THIRTY years ago, C. J. Cornish, writing in the Spectator on " The Cat About Town," quoted a statement made by some unofficial cat-census authority, in which it was estimated that the cat-population of London numbered 400,000, of which half were unattached. This meant that in 1898 there were 200,000 cats living in London entirely outside the bounds of human jurisdiction—a formidable regiment. Such cats were, and are, pigeon-hunters, rat-hunters, sparrow- hunters, living an almost completely nocturnal life and bringing up their families behind barrels in warehouses, in the dark crevices of disused Thames barges, and in the obscurest corners of great markets where mice abound and straw is easily obtainable. One of their favourite nesting-places is the roofed- in portion of Covent Garden fruit and flower market ; here you will see the first crops of smoky-blue and soot-black kittens of the season, nestling among faded narcissus blooms, or curled up in a form of dusty cabbage leaves. So far as I am aware, these kittens do not suffer the usual fate of the unwanted, because they are necessary as vermin-catching machines. In the Thames Street warehouses, cats have practically attained the status of sacred animals, and the more sturdy kittens a mother-cat can produce the greater her value. In Covent Garden cats do not perhaps sit upon quite so lofty a pedestal ; but they are nevertheless reverenced. They have their recog- nized day-dormitories—there is one melancholy white tom which, I believe, will sleep nowhere but on a crate of orange pippins—and nobody ever thinks of disturbing them. In their own eyes they are " the Garden's " most important occupants, and it is because I have a good deal of respect for the opinions of cats that I have written of them first. Here is one of the chief cradles of a city which must contain well over half-a- million independent cats. It is a subduing thought. But nobody should attempt even the lightest appreciation of the Covent Garden area without first recognizing, at least, the existence of its self-appointed guardians.

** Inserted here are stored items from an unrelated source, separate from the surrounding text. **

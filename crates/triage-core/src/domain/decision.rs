//! Terminal triage decisions.

use std::fmt;

use serde::{Deserialize, Serialize};

use super::author::AuthorIdentity;

/// The terminal action chosen for a pending change.
#[derive(Debug, Clone, Copy, PartialEq, Eq, Hash, Serialize, Deserialize)]
#[serde(rename_all = "snake_case")]
pub enum DecisionTag {
    Accept,
    Reject,
    Hold,
    RequestInfo,
}

impl fmt::Display for DecisionTag {
    fn fmt(&self, f: &mut fmt::Formatter<'_>) -> fmt::Result {
        let s = match self {
            DecisionTag::Accept => "accept",
            DecisionTag::Reject => "reject",
            DecisionTag::Hold => "hold",
            DecisionTag::RequestInfo => "request_info",
        };
        f.write_str(s)
    }
}

/// Row of the decision table that produced a [`Decision`].
#[derive(Debug, Clone, Copy, PartialEq, Eq, Hash, Serialize, Deserialize)]
#[serde(rename_all = "snake_case")]
pub enum PolicyRule {
    RemovedFiles,
    MultipleAdded,
    MultipleModified,
    SingleAdded,
    SingleModified,
    NoActionableChanges,
}

impl fmt::Display for PolicyRule {
    fn fmt(&self, f: &mut fmt::Formatter<'_>) -> fmt::Result {
        let s = match self {
            PolicyRule::RemovedFiles => "removed_files",
            PolicyRule::MultipleAdded => "multiple_added",
            PolicyRule::MultipleModified => "multiple_modified",
            PolicyRule::SingleAdded => "single_added",
            PolicyRule::SingleModified => "single_modified",
            PolicyRule::NoActionableChanges => "no_actionable_changes",
        };
        f.write_str(s)
    }
}

/// Extra side effect attached to a decision.
#[derive(Debug, Clone, PartialEq, Eq, Serialize, Deserialize)]
#[serde(tag = "type", rename_all = "snake_case")]
pub enum Directive {
    AssignReviewer { reviewer: AuthorIdentity },
    OpenIssue { title: String, body: String },
}

/// Output of the policy engine for one pending change.
///
/// Fields are private and there is no `Deserialize`: only the policy engine
/// builds a decision, and it is fixed once returned.
#[derive(Debug, Clone, PartialEq, Eq, Serialize)]
pub struct Decision {
    tag: DecisionTag,
    rule: PolicyRule,
    message: String,
    directive: Option<Directive>,
}

impl Decision {
    pub(crate) fn new(tag: DecisionTag, rule: PolicyRule, message: impl Into<String>) -> Self {
        Self {
            tag,
            rule,
            message: message.into(),
            directive: None,
        }
    }

    pub(crate) fn with_directive(mut self, directive: Option<Directive>) -> Self {
        self.directive = directive;
        self
    }

    pub fn tag(&self) -> DecisionTag {
        self.tag
    }

    pub fn rule(&self) -> PolicyRule {
        self.rule
    }

    pub fn message(&self) -> &str {
        &self.message
    }

    pub fn directive(&self) -> Option<&Directive> {
        self.directive.as_ref()
    }
}

#[cfg(test)]
mod tests {
    use super::*;

    #[test]
    fn decision_json_shape() {
        let decision = Decision::new(DecisionTag::Hold, PolicyRule::RemovedFiles, "held")
            .with_directive(Some(Directive::AssignReviewer {
                reviewer: AuthorIdentity::new("maintainer"),
            }));
        let json = serde_json::to_value(&decision).unwrap();
        assert_eq!(json["tag"], "hold");
        assert_eq!(json["rule"], "removed_files");
        assert_eq!(json["directive"]["type"], "assign_reviewer");
        assert_eq!(json["directive"]["reviewer"], "maintainer");
    }

    #[test]
    fn decision_cannot_be_read_back_from_json() {
        use std::marker::PhantomData;

        struct Check<T>(PhantomData<T>);
        trait Readable {
            fn readable(&self) -> bool {
                true
            }
        }
        impl<T: serde::de::DeserializeOwned> Readable for Check<T> {}
        trait NotReadable {
            fn readable(&self) -> bool {
                false
            }
        }
        impl<T> NotReadable for &Check<T> {}

        assert!(!(&Check::<Decision>(PhantomData)).readable());
        assert!((&Check::<Directive>(PhantomData)).readable());
    }

    #[test]
    fn tag_display_matches_serde() {
        for tag in [
            DecisionTag::Accept,
            DecisionTag::Reject,
            DecisionTag::Hold,
            DecisionTag::RequestInfo,
        ] {
            let json = serde_json::to_value(tag).unwrap();
            assert_eq!(json, tag.to_string());
        }
    }
}
//! Structured observability hooks for triage lifecycle events.
//!
//! This module provides:
//! - Change-scoped tracing spans via [`change_span`]
//! - Emission functions for key lifecycle events: evaluation, author lookup
//!   failure, applied action, per-change failure, cycle completion
//!
//! Events are emitted at `info!` level unless noted. For JSON output, pass
//! `json = true` to [`crate::init_tracing`].

use tracing::{info, warn};

use crate::cycle::CycleReport;
use crate::domain::{Decision, DecisionTag, HostError, TriageError};

/// Span tagging all work done for one pending change.
///
/// Attach it to the change's future with `tracing::Instrument` rather than
/// entering it, since evaluation awaits across the network.
pub fn change_span(number: u64) -> tracing::Span {
    tracing::info_span!("triage.change", change = number)
}

/// Emit event: a change was evaluated to a decision.
pub fn emit_change_evaluated(number: u64, decision: &Decision, files: usize) {
    info!(
        event = "change.evaluated",
        change = number,
        tag = %decision.tag(),
        rule = %decision.rule(),
        files = files,
    );
}

/// Emit event: the history lookup for a path failed (warning level).
pub fn emit_resolution_failed(path: &str, error: &HostError) {
    warn!(event = "author.resolution_failed", path = %path, error = %error);
}

/// Emit event: one action of a decision's plan succeeded.
pub fn emit_action_applied(number: u64, action: &str) {
    info!(event = "action.applied", change = number, action = %action);
}

/// Emit event: a change could not be triaged or its decision not applied
/// (warning level).
pub fn emit_change_failed(number: u64, error: &TriageError) {
    warn!(event = "change.failed", change = number, error = %error);
}

/// Emit event: a cycle finished, with per-tag totals.
pub fn emit_cycle_finished(report: &CycleReport) {
    info!(
        event = "cycle.finished",
        examined = report.examined,
        skipped = report.skipped,
        accepted = report.count(DecisionTag::Accept),
        rejected = report.count(DecisionTag::Reject),
        held = report.count(DecisionTag::Hold),
        info_requested = report.count(DecisionTag::RequestInfo),
        failed = report.failures().count(),
    );
}

#[cfg(test)]
mod tests {
    use super::*;

    #[test]
    fn change_span_create() {
        let _span = change_span(12).entered();
    }
}
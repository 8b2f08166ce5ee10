//! Centralised tracing initialisation for the triage binaries.
//!
//! Call [`init_tracing`] once at program start to configure the global
//! subscriber with an `EnvFilter` and optional JSON formatting.
//!
//! Subsequent calls are silently ignored (the global subscriber can only be
//! set once per process).

use tracing::Level;
use tracing_subscriber::layer::SubscriberExt;
use tracing_subscriber::util::SubscriberInitExt;
use tracing_subscriber::{fmt, EnvFilter};

/// Environment variable consulted before `RUST_LOG`.
pub const LOG_ENV: &str = "PR_TRIAGE_LOG";

/// Initialise the global tracing subscriber.
///
/// * `json`: emit newline-delimited JSON log lines instead of text.
/// * `level`: default verbosity when neither `PR_TRIAGE_LOG` nor `RUST_LOG`
///   is set.
pub fn init_tracing(json: bool, level: Level) {
    let env_filter = EnvFilter::try_from_env(LOG_ENV)
        .or_else(|_| EnvFilter::try_from_default_env())
        .unwrap_or_else(|_| EnvFilter::new(level.as_str()));

    if json {
        tracing_subscriber::registry()
            .with(env_filter)
            .with(fmt::layer().with_target(false).json())
            .try_init()
            .ok();
    } else {
        tracing_subscriber::registry()
            .with(env_filter)
            .with(fmt::layer().with_target(false))
            .try_init()
            .ok();
    }
}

* * * * The other animals which unmistakably belong to the Market and nowhere else are its " flower-mokes." These little creatures, one or two of which are usually patiently standing alongside the kerb in. York Street, between the shafts of a cart fluttering with daffodils from the Scilly Isles or loaded with boxes of Parma violets, are no ordinary donkeys. Long acquaintance with their Cockney masters has sharpened their already sharp wits and made them, perhaps, the wisest beasts that man has ever subdued to his will. I have never under- stood the jibes at donkeys ; even the least intelligent of the species seeming to me to make the most delightful companions imaginable. The Covent Garden donkeys know English, as you find out when you speak to one, or drive his flower and vegetable cart for a few days. I used to know one—Jinny by name—who trotted down from Holloway every morning to take in a cargo of beetroots, potatoes, and carrots. Her mother was one of the little asbestos-grey asses of Connemara. She was as round as a barrel, with a liquid amber eye and long velvet ears that missed nothing. When her master said, " We'll be late to-night, Jinny," she would utter a loud wailing neigh and stamp her foot. But when he said, " Shan't be long now, old girl," she would prick up her ears and almost dance on the cobbles for excitement. Covent Garden is the last refuge of the London " mokes," little blinkered fellows who trail clouds of petals through the grey streets. May they long be found there. But I wish that their masters, and all London rosters who go about with donkeys, could be put back into working-rigs of pearlies again, instead of merely blossoming out into their shining suits on ceremonial occasions.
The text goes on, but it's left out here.